TASK TO CARRY OUT —
Go through the entries below, count every line with the string "state", and answer with only that number.

EXTRACTED RECORDS —
◇ ◇ ◇ ◇ ◇

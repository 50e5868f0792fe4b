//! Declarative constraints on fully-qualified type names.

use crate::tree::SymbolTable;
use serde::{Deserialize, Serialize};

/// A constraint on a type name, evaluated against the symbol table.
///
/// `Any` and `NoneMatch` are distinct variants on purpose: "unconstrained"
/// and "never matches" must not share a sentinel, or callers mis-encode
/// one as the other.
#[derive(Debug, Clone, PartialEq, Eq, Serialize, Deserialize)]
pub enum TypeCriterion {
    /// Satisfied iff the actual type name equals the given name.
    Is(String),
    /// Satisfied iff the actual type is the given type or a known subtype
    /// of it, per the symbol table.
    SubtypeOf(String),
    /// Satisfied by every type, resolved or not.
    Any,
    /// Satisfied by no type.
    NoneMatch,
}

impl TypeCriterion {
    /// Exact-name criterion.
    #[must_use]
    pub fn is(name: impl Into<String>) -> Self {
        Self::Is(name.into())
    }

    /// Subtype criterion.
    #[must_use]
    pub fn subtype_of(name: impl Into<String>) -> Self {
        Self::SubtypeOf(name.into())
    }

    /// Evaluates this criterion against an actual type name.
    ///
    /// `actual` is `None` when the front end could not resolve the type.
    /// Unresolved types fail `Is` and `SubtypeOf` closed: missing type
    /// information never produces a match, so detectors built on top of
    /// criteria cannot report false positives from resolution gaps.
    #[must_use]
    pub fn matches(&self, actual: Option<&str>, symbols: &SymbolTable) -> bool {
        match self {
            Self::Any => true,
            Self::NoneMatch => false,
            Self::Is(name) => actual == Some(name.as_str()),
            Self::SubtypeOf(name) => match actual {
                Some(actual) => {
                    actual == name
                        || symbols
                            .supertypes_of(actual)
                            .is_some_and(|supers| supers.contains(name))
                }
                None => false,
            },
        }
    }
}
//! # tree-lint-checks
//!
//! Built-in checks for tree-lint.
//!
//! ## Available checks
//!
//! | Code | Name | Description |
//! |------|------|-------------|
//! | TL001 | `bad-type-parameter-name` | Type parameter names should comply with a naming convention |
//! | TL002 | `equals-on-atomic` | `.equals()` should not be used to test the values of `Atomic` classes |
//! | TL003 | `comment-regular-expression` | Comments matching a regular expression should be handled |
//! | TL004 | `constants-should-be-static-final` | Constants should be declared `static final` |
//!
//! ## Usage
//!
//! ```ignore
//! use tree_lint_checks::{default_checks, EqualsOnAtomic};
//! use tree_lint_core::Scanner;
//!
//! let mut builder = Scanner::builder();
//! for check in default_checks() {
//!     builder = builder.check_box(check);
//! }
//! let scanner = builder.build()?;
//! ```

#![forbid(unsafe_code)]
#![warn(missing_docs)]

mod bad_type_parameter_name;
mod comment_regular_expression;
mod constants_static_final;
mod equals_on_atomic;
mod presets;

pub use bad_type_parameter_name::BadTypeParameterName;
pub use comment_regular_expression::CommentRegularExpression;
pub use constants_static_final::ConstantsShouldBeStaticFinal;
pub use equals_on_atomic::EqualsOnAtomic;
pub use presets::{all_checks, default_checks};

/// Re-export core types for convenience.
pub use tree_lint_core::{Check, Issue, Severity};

◇ ◇ ◇ ◇ ◇

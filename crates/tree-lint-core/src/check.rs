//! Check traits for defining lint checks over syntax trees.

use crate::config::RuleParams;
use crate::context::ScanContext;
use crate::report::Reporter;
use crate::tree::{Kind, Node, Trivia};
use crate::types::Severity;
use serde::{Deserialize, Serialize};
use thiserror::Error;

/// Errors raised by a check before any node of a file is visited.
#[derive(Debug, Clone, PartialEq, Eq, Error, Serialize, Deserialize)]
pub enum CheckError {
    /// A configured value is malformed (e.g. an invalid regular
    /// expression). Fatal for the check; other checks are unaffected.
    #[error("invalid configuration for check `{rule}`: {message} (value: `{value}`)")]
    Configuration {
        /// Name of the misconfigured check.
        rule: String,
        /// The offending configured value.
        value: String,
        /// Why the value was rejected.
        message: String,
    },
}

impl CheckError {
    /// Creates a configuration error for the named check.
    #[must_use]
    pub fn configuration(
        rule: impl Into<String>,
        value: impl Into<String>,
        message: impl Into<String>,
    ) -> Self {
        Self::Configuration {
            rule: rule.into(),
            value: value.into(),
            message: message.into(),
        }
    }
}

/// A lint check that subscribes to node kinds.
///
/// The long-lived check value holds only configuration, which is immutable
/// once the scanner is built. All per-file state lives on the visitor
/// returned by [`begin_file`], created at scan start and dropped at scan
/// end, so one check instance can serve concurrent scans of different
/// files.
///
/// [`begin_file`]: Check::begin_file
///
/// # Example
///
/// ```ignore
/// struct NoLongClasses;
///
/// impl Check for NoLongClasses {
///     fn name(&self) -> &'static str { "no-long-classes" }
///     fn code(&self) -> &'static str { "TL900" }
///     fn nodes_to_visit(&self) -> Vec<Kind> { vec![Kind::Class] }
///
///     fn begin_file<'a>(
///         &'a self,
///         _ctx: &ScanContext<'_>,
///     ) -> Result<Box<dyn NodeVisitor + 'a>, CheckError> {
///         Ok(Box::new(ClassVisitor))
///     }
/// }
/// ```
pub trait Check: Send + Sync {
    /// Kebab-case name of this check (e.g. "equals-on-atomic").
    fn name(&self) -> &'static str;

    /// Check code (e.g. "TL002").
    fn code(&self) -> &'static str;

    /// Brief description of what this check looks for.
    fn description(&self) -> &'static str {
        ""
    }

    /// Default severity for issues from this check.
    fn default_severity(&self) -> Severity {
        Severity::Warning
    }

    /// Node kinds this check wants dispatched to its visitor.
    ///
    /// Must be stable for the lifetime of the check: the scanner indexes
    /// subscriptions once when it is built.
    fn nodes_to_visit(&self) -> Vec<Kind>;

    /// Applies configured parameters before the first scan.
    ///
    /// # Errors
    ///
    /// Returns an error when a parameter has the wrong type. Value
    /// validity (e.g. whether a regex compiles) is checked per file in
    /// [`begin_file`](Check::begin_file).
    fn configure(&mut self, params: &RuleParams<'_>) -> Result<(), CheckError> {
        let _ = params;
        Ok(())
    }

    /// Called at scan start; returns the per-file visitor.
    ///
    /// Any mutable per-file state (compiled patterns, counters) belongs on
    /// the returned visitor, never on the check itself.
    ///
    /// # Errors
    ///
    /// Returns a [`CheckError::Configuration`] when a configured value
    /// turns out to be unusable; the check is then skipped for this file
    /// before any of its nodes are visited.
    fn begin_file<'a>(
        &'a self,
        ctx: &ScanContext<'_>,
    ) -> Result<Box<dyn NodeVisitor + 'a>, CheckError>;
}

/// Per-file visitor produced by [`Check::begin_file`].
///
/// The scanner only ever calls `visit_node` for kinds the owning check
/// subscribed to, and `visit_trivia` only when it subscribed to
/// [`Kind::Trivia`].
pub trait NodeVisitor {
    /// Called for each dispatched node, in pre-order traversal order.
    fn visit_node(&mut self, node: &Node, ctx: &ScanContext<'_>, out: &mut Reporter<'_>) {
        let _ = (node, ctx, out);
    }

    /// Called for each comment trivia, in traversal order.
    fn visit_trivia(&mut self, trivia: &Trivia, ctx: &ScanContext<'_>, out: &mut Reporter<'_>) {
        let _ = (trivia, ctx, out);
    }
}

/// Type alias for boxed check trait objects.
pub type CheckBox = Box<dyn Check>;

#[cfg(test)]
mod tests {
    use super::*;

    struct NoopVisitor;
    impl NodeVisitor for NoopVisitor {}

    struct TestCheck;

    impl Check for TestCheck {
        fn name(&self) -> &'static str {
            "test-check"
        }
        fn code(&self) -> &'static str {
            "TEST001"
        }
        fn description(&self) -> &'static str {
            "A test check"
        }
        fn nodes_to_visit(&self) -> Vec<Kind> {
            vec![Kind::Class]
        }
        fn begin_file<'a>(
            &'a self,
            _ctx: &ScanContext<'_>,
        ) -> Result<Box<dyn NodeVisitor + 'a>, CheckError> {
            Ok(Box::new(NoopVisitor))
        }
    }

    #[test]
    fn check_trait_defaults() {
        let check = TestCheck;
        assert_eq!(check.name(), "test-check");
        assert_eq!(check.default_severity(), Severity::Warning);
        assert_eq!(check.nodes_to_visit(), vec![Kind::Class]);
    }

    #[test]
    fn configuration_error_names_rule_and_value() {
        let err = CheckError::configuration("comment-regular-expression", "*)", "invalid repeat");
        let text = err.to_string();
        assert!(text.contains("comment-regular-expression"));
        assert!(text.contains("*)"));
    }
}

◇ ◇ ◇ ◇ ◇

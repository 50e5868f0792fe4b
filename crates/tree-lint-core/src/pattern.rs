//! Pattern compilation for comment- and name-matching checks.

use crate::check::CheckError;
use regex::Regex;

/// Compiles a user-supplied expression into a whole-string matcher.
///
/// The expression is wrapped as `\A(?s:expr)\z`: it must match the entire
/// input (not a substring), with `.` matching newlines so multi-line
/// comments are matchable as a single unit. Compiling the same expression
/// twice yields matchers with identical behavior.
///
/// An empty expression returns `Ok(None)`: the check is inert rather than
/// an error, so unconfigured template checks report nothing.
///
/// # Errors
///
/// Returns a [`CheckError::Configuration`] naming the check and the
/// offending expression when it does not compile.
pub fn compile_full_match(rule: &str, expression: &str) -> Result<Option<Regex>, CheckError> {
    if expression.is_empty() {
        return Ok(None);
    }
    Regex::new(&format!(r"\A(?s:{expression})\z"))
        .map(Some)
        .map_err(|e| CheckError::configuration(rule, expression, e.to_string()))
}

◇ ◇ ◇ ◇ ◇

COMPLETED TASK —
2